Association members and other educators are promoting a teacher “walk-in” Monday at public schools statewide as a response to their unhappiness with education policy and funding promoted by Gov. Pat McCrory and the Republican-led legislature.
The 70,000-member group wants teachers to walk in together to work and parents and elected officials to visit schools. Promoters also want to meet after school to talk about goals to improve schools.
Senate leader Phil Berger’s office on Wednesday cited a request for volunteers at one Raleigh elementary school to substitute for teachers briefly while they meet Monday morning as proof of a “politically-motivated one-hour strike.”
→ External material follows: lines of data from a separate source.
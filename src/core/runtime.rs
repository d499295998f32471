//! Main runtime orchestration.
//!
//! The runtime coordinates component lifecycle:
//! - Start order: cluster → node listeners → control listener
//! - Shutdown order: control listener → node listeners → cluster

use std::net::{IpAddr, SocketAddr};
use std::sync::atomic::{AtomicBool, Ordering};
use std::sync::Arc;

use anyhow::{Context, Result};
use tokio::sync::watch;

use crate::adapters::memcached::commands::Dispatcher;
use crate::adapters::memcached::{NodeServer, NodeServerConfig};
use crate::adapters::{Adapter, AdapterRegistry};
use crate::control::api::ControlHandler;
use crate::control::cluster::Cluster;
use crate::core::config::Config;
use crate::net::{ControlListener, ControlListenerConfig};

/// Component health status.
#[derive(Debug, Clone, Copy, PartialEq, Eq)]
pub enum ComponentHealth {
    /// Component is starting.
    Starting,
    /// Component is healthy and operational.
    Healthy,
    /// Component is not configured.
    Disabled,
    /// Component has failed.
    Failed,
    /// Component is stopping.
    Stopping,
    /// Component has stopped.
    Stopped,
}

/// Health status aggregated from all components.
#[derive(Debug, Clone)]
pub struct RuntimeHealth {
    /// Buckets, nodes and vbucket maps.
    pub cluster: ComponentHealth,
    /// Per-node memcached listeners.
    pub nodes: ComponentHealth,
    /// Control channel listener.
    pub control: ComponentHealth,
}

impl Default for RuntimeHealth {
    fn default() -> Self {
        Self {
            cluster: ComponentHealth::Starting,
            nodes: ComponentHealth::Starting,
            control: ComponentHealth::Starting,
        }
    }
}

impl RuntimeHealth {
    /// Check if the runtime is ready to serve requests.
    pub fn is_ready(&self) -> bool {
        matches!(
            (self.cluster, self.nodes, self.control),
            (
                ComponentHealth::Healthy,
                ComponentHealth::Healthy,
                ComponentHealth::Healthy | ComponentHealth::Disabled
            )
        )
    }

    /// Check if the runtime is alive (not failed).
    pub fn is_alive(&self) -> bool {
        ![self.cluster, self.nodes, self.control].contains(&ComponentHealth::Failed)
    }
}

/// Extra runtime options that do not live in the config file.
#[derive(Debug, Clone, Default)]
pub struct RuntimeOptions {
    /// Harness address the control channel dials on start.
    pub harness_addr: Option<SocketAddr>,
}

/// Mock runtime holding all component handles.
pub struct Runtime {
    config: Arc<Config>,
    options: RuntimeOptions,
    cluster: Option<Arc<Cluster>>,
    node_servers: Vec<Arc<NodeServer>>,
    control: Option<Arc<ControlListener>>,
    registry: AdapterRegistry,
    health: RuntimeHealth,
    running: Arc<AtomicBool>,
    shutdown_tx: watch::Sender<bool>,
    shutdown_rx: watch::Receiver<bool>,
}

impl Runtime {
    /// Create a new runtime with the given configuration.
    pub fn new(config: Config) -> Result<Self> {
        Self::with_options(config, RuntimeOptions::default())
    }

    pub fn with_options(config: Config, options: RuntimeOptions) -> Result<Self> {
        config.validate().context("invalid configuration")?;
        let (shutdown_tx, shutdown_rx) = watch::channel(false);

        Ok(Self {
            config: Arc::new(config),
            options,
            cluster: None,
            node_servers: Vec::new(),
            control: None,
            registry: AdapterRegistry::new(),
            health: RuntimeHealth::default(),
            running: Arc::new(AtomicBool::new(false)),
            shutdown_tx,
            shutdown_rx,
        })
    }

    pub fn config(&self) -> &Config {
        &self.config
    }

    /// The cluster, once initialized.
    pub fn cluster(&self) -> Option<&Arc<Cluster>> {
        self.cluster.as_ref()
    }

    pub fn node_servers(&self) -> &[Arc<NodeServer>] {
        &self.node_servers
    }

    /// Bound address of the control channel, if enabled and started.
    pub fn control_addr(&self) -> Option<SocketAddr> {
        self.control.as_ref().and_then(|c| c.local_addr())
    }

    pub fn health(&self) -> &RuntimeHealth {
        &self.health
    }

    pub fn is_ready(&self) -> bool {
        self.health.is_ready()
    }

    pub fn is_alive(&self) -> bool {
        self.health.is_alive()
    }

    pub fn is_running(&self) -> bool {
        self.running.load(Ordering::Acquire)
    }

    /// Get a shutdown receiver for graceful shutdown coordination.
    pub fn shutdown_receiver(&self) -> watch::Receiver<bool> {
        self.shutdown_rx.clone()
    }

    /// Initialize and start all runtime components.
    pub async fn start(&mut self) -> Result<()> {
        tracing::info!(
            nodes = self.config.cluster.nodes,
            buckets = self.config.buckets.len(),
            vbuckets = self.config.cluster.vbuckets,
            "starting mock cluster"
        );

        self.init_cluster()?;
        self.init_nodes().await?;
        self.init_control().await?;

        self.running.store(true, Ordering::Release);
        tracing::info!("mock cluster started");
        Ok(())
    }

    fn init_cluster(&mut self) -> Result<()> {
        let cluster = Arc::new(Cluster::new(self.config.clone()));
        self.cluster = Some(cluster);
        self.health.cluster = ComponentHealth::Healthy;
        Ok(())
    }

    async fn init_nodes(&mut self) -> Result<()> {
        let cluster = self
            .cluster
            .clone()
            .context("cluster must be initialized before nodes")?;
        let host: IpAddr = self
            .config
            .cluster
            .host
            .parse()
            .with_context(|| format!("invalid cluster.host: {}", self.config.cluster.host))?;

        for (bucket_idx, bucket) in cluster.buckets().iter().enumerate() {
            for node in bucket.nodes() {
                let port = cluster.port_for(bucket_idx, node.index());
                let server = Arc::new(NodeServer::new(
                    NodeServerConfig {
                        bind_addr: SocketAddr::new(host, port),
                        advertise_host: self.config.cluster.host.clone(),
                        max_connections: self.config.server.max_connections,
                    },
                    Dispatcher::new(bucket.clone(), node.clone()),
                ));
                if let Err(e) = server.start().await {
                    self.health.nodes = ComponentHealth::Failed;
                    return Err(e).with_context(|| {
                        format!("failed to start node {} of bucket {}", node.index(), bucket.name())
                    });
                }
                self.registry.register(server.clone());
                self.node_servers.push(server);
            }
        }

        self.health.nodes = ComponentHealth::Healthy;
        Ok(())
    }

    async fn init_control(&mut self) -> Result<()> {
        let Some(port) = self.config.cluster.control_port else {
            self.health.control = ComponentHealth::Disabled;
            return Ok(());
        };
        let cluster = self
            .cluster
            .clone()
            .context("cluster must be initialized before the control channel")?;
        let host: IpAddr = self.config.cluster.host.parse()?;

        let listener = Arc::new(ControlListener::new(
            ControlListenerConfig {
                bind_addr: SocketAddr::new(host, port),
                harness_addr: self.options.harness_addr,
            },
            ControlHandler::new(cluster),
        ));
        if let Err(e) = listener.start().await {
            self.health.control = ComponentHealth::Failed;
            return Err(e).context("failed to start control channel");
        }
        self.registry.register(listener.clone());
        self.control = Some(listener);
        self.health.control = ComponentHealth::Healthy;
        Ok(())
    }

    /// Trigger graceful shutdown.
    pub fn shutdown(&self) {
        tracing::info!("shutdown requested");
        let _ = self.shutdown_tx.send(true);
    }

    /// Run the runtime until ctrl-c or [`Runtime::shutdown`].
    pub async fn run(&mut self) -> Result<()> {
        self.start().await?;

        let mut shutdown_rx = self.shutdown_rx.clone();
        tokio::select! {
            _ = tokio::signal::ctrl_c() => {
                tracing::warn!("shutdown signal received (SIGINT)");
            }
            _ = async {
                while !*shutdown_rx.borrow() {
                    if shutdown_rx.changed().await.is_err() {
                        break;
                    }
                }
            } => {
                tracing::info!("shutdown requested by component");
            }
        }

        self.stop().await
    }

    /// Stop all listeners in reverse start order.
    pub async fn stop(&mut self) -> Result<()> {
        tracing::info!("stopping mock cluster");
        self.running.store(false, Ordering::Release);
        let _ = self.shutdown_tx.send(true);

        if self.control.is_some() {
            self.health.control = ComponentHealth::Stopping;
        }
        self.health.nodes = ComponentHealth::Stopping;
        self.registry.stop_all().await?;
        if self.control.take().is_some() {
            self.health.control = ComponentHealth::Stopped;
        }
        self.node_servers.clear();
        self.health.nodes = ComponentHealth::Stopped;

        self.cluster = None;
        self.health.cluster = ComponentHealth::Stopped;
        tracing::info!("mock cluster stopped");
        Ok(())
    }

    /// Start every listener on an ephemeral port, control channel included.
    pub async fn start_for_tests(&mut self) -> Result<()> {
        let mut config = (*self.config).clone();
        config.cluster.base_port = 0;
        config.cluster.control_port = Some(0);
        self.config = Arc::new(config);
        self.start().await
    }
}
“Schools have a duty to educate and protect our children, not serve as marching grounds for political protests orchestrated by unions,” Berger and Sen. Neal Hunt, R-Wake, said in a prepared statement. The NCAE is affiliated with the National Education Association but doesn’t haven’t collective bargaining powers for North Carolina teachers.
NCAE President Rodney Ellis said the substitution request at Lacy Elementary School may not be the best approach but defended the walk-in and says the group doesn’t support a strike. A handful of teachers had promoted a walkout through social media, but the association didn’t endorse a job action that could lead to disciplinary action against teachers or get them fired.
“Teachers are still going to be (at school),” Ellis said. “They’re still going to supervise.”
Berger and Hunt suggested that Attorney General Roy Cooper respond to the teachers’ actions next week.
Wake County schools are treating the activity at Lacy Elementary like any other event in which teachers will be out of the classroom for a brief period of time, such as for a luncheon, district spokeswoman Renee McCoy said. Volunteers must go through background checks before serving in classrooms,
“We have advised our school leaders to neither obstruct nor orchestrate any activity related” to the walk-in, McCoy said.